> [Problem] Show all the lines in the data below that include the word "strings".
(Records supplied Opens)
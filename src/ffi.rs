//! FFI interface for C/C++ callers
//!
//! Records are described at runtime with a [`Schema`]; requests and results
//! cross the boundary as JSON strings.

use std::ffi::{c_char, CStr, CString};
use std::ptr;

use scraper::Html;
use serde::Deserialize;

use crate::config::Config;
use crate::mapper::Engine;
use crate::schema::Schema;
use crate::selection::Selection;
use crate::tag;

/// Result struct returned to C/C++
/// Both pointers are owned by Rust and must be freed via free_extraction_result
#[repr(C)]
pub struct ExtractionResultFFI {
    /// JSON-serialized result (null-terminated)
    pub json_ptr: *mut c_char,
    /// Error message if extraction failed (null-terminated), or null on success
    pub error_ptr: *mut c_char,
}

/// What `pagemap_extract` should map
#[derive(Debug, Deserialize)]
pub struct ExtractionRequest {
    #[serde(default)]
    pub config: Option<Config>,
    pub schema: Schema,
}

/// Map HTML into a JSON object shaped by the request's schema.
///
/// # Arguments
/// * `html_ptr` - Pointer to HTML content (UTF-8, not necessarily null-terminated)
/// * `html_len` - Length of HTML content in bytes
/// * `request_json` - JSON-serialized ExtractionRequest (null-terminated)
///
/// # Returns
/// ExtractionResultFFI with either json_ptr set (success) or error_ptr set (failure)
///
/// # Safety
/// - `html_ptr` must point to valid memory of at least `html_len` bytes
/// - `request_json` must be a valid null-terminated C string
/// - Caller must free the result via `free_extraction_result`
#[no_mangle]
pub unsafe extern "C" fn pagemap_extract(
    html_ptr: *const c_char,
    html_len: usize,
    request_json: *const c_char,
) -> ExtractionResultFFI {
    let html = match read_html(html_ptr, html_len) {
        Ok(html) => html,
        Err(msg) => return make_error_result(msg),
    };

    let request_str = match read_c_str(request_json, "Request JSON") {
        Ok(s) => s,
        Err(msg) => return make_error_result(&msg),
    };

    let request: ExtractionRequest = match serde_json::from_str(request_str) {
        Ok(r) => r,
        Err(e) => {
            return make_error_result(&format!("Failed to parse request JSON: {}", e));
        }
    };

    match extract(html, &request) {
        Ok(json) => make_json_result(json),
        Err(msg) => make_error_result(&msg),
    }
}

/// Parse a single tag expression and return its parts as JSON,
/// `{"selector": ..., "function": ..., "arguments": [...]}`.
///
/// # Safety
/// - `expression` and `separator` must be valid null-terminated C strings;
///   a null `separator` means `->`
/// - Caller must free the result via `free_extraction_result`
#[no_mangle]
pub unsafe extern "C" fn pagemap_parse_tag(
    expression: *const c_char,
    separator: *const c_char,
) -> ExtractionResultFFI {
    let expression = match read_c_str(expression, "Expression") {
        Ok(s) => s,
        Err(msg) => return make_error_result(&msg),
    };
    let separator = if separator.is_null() {
        crate::config::DEFAULT_FUNCTION_SEPARATOR
    } else {
        match read_c_str(separator, "Separator") {
            Ok(s) => s,
            Err(msg) => return make_error_result(&msg),
        }
    };

    let parsed = match tag::parse(expression, separator) {
        Ok(parsed) => parsed,
        Err(e) => return make_error_result(&e.to_string()),
    };
    match serde_json::to_string(&parsed) {
        Ok(json) => make_json_result(json),
        Err(e) => make_error_result(&format!("Failed to serialize result: {}", e)),
    }
}

/// Free an ExtractionResultFFI returned by this module
///
/// # Safety
/// - `result` must have been returned by `pagemap_extract` or `pagemap_parse_tag`
/// - Must only be called once per result
#[no_mangle]
pub unsafe extern "C" fn free_extraction_result(result: ExtractionResultFFI) {
    if !result.json_ptr.is_null() {
        drop(CString::from_raw(result.json_ptr));
    }
    if !result.error_ptr.is_null() {
        drop(CString::from_raw(result.error_ptr));
    }
}

fn extract(html: &str, request: &ExtractionRequest) -> Result<String, String> {
    let engine = match &request.config {
        Some(config) => Engine::with_config(config.clone()).map_err(|e| e.to_string())?,
        None => Engine::new(),
    };

    let document = Html::parse_document(html);
    let mapped = engine
        .map_schema(&request.schema, &Selection::document(&document))
        .map_err(|e| e.to_string())?;

    serde_json::to_string(&mapped).map_err(|e| format!("Failed to serialize result: {}", e))
}

unsafe fn read_html<'a>(html_ptr: *const c_char, html_len: usize) -> Result<&'a str, &'static str> {
    if html_ptr.is_null() || html_len == 0 {
        return Ok("");
    }
    let slice = std::slice::from_raw_parts(html_ptr as *const u8, html_len);
    std::str::from_utf8(slice).map_err(|_| "Invalid UTF-8 in HTML content")
}

unsafe fn read_c_str<'a>(ptr: *const c_char, what: &str) -> Result<&'a str, String> {
    if ptr.is_null() {
        return Err(format!("{} is null", what));
    }
    CStr::from_ptr(ptr)
        .to_str()
        .map_err(|_| format!("Invalid UTF-8 in {}", what.to_lowercase()))
}

fn make_json_result(json: String) -> ExtractionResultFFI {
    match CString::new(json) {
        Ok(cstr) => ExtractionResultFFI {
            json_ptr: cstr.into_raw(),
            error_ptr: ptr::null_mut(),
        },
        Err(_) => make_error_result("Result JSON contains null bytes"),
    }
}

// Helper to create error result
fn make_error_result(msg: &str) -> ExtractionResultFFI {
    let error_cstr = CString::new(msg.replace('\0', " ")).unwrap_or_default();
    ExtractionResultFFI {
        json_ptr: ptr::null_mut(),
        error_ptr: error_cstr.into_raw(),
    }
}

#[cfg(test)]
mod tests {
    use super::*;
    use serde_json::json;

    const HTML: &str = r#"
        <html>
        <head><title>Shop</title></head>
        <body>
            <div class="item" data-price="3">Apple</div>
            <div class="item" data-price="x">Pear</div>
        </body>
        </html>
    "#;

    fn take(result: ExtractionResultFFI) -> Result<String, String> {
        let out = unsafe {
            if result.json_ptr.is_null() {
                Err(CStr::from_ptr(result.error_ptr).to_string_lossy().into_owned())
            } else {
                Ok(CStr::from_ptr(result.json_ptr).to_string_lossy().into_owned())
            }
        };
        unsafe { free_extraction_result(result) };
        out
    }

    fn run(request: serde_json::Value) -> Result<serde_json::Value, String> {
        let request = CString::new(request.to_string()).unwrap();
        let result = unsafe {
            pagemap_extract(HTML.as_ptr() as *const c_char, HTML.len(), request.as_ptr())
        };
        take(result).map(|json| serde_json::from_str(&json).unwrap())
    }

    #[test]
    fn test_extract() {
        let out = run(json!({
            "schema": {"fields": [
                {"name": "title", "expr": "title", "kind": "string"},
                {"name": "items", "expr": ".item", "kind": {"list": {"record": {"fields": [
                    {"name": "name", "expr": "->text()", "kind": "string"},
                    {"name": "price", "expr": "->attr(data-price)", "kind": "int"}
                ]}}}}
            ]}
        }))
        .unwrap();

        assert_eq!(
            out,
            json!({
                "title": "Shop",
                "items": [
                    {"name": "Apple", "price": 3},
                    {"name": "Pear", "price": 0}
                ]
            })
        );
    }

    #[test]
    fn test_extract_strict_config_reports_field() {
        let err = run(json!({
            "config": {"strict_cast": true},
            "schema": {"fields": [
                {"name": "prices", "expr": ".item->eachAttr(data-price)", "kind": {"list": "int"}}
            ]}
        }))
        .unwrap_err();
        assert!(err.starts_with("tag=`.item->eachAttr(data-price)`"), "{}", err);
    }

    #[test]
    fn test_extract_bad_requests() {
        let err = run(json!({"schema": {"fields": [{"name": "a"}]}})).unwrap_err();
        assert!(err.starts_with("Failed to parse request JSON"), "{}", err);

        let err = run(json!({
            "config": {"function_separator": ""},
            "schema": {"fields": []}
        }))
        .unwrap_err();
        assert!(err.starts_with("invalid configuration"), "{}", err);

        let result = unsafe { pagemap_extract(HTML.as_ptr() as *const c_char, HTML.len(), ptr::null()) };
        assert_eq!(take(result).unwrap_err(), "Request JSON is null");
    }

    #[test]
    fn test_parse_tag() {
        let expression = CString::new(".nav a->attr(href, '#')").unwrap();
        let result = unsafe { pagemap_parse_tag(expression.as_ptr(), ptr::null()) };
        let parsed: serde_json::Value = serde_json::from_str(&take(result).unwrap()).unwrap();
        assert_eq!(
            parsed,
            json!({"selector": ".nav a", "function": "attr", "arguments": ["href", "#"]})
        );

        let broken = CString::new("a->attr('x)").unwrap();
        let result = unsafe { pagemap_parse_tag(broken.as_ptr(), ptr::null()) };
        assert!(take(result).unwrap_err().contains("quote not closed"));
    }
}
(Records supplied Closes)
> [Answer space]
//! cross the boundary as JSON strings.
/// - `expression` and `separator` must be valid null-terminated C strings;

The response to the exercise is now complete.